[Opening INPUT FOR THIS TASK section]
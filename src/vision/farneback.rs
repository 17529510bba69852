// SYNOID Farneback Optical Flow
// Copyright (c) 2026 Xing_The_Creator | SYNOID
//
// Dense two-frame motion estimation by polynomial expansion
// (G. Farneback, "Two-Frame Motion Estimation Based on Polynomial Expansion", 2003).

use crate::error::{FlowError, Result};
use crate::vision::plane::Plane;
use image::GrayImage;
use nalgebra::Matrix6;
use serde::{Deserialize, Serialize};
use tracing::debug;

/// Levels stop once either side of the scaled image would drop below this.
const MIN_PYRAMID_SIZE: f64 = 32.0;

/// Width of the attenuated frame around the image edge.
const BORDER: usize = 5;
const BORDER_WEIGHTS: [f32; BORDER] = [0.14, 0.14, 0.4472, 0.4472, 0.4472];

/// Tuning knobs of the estimator.
#[derive(Debug, Clone, PartialEq, Serialize, Deserialize)]
#[serde(default)]
pub struct FarnebackParams {
    /// Scale between consecutive pyramid levels, in (0, 1)
    pub pyr_scale: f64,
    /// Number of extra pyramid levels; 0 means the full-resolution image only
    pub levels: usize,
    /// Side of the box window the flow update averages over
    pub win_size: usize,
    /// Flow updates per pyramid level
    pub iterations: usize,
    /// Neighbourhood radius of the polynomial fit
    pub poly_n: usize,
    /// Gaussian sigma weighting the polynomial fit
    pub poly_sigma: f64,
}

impl Default for FarnebackParams {
    fn default() -> Self {
        Self {
            pyr_scale: 0.5,
            levels: 3,
            win_size: 15,
            iterations: 3,
            poly_n: 5,
            poly_sigma: 1.2,
        }
    }
}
[Closing INPUT FOR THIS TASK section]
» **WHAT YOU NEED TO DO**
Copy out the entries above exactly as given, starting at the top and ending with the line containing "Motion Estimation Based"; include both and nothing more.

» **RESPONSE**
filename src/vision/farneback.rs
repository 17529510bba69852
// SYNOID Farneback Optical Flow
// Copyright (c) 2026 Xing_The_Creator | SYNOID
//
// Dense two-frame motion estimation by polynomial expansion
// (G. Farneback, "Two-Frame Motion Estimation Based on Polynomial Expansion", 2003).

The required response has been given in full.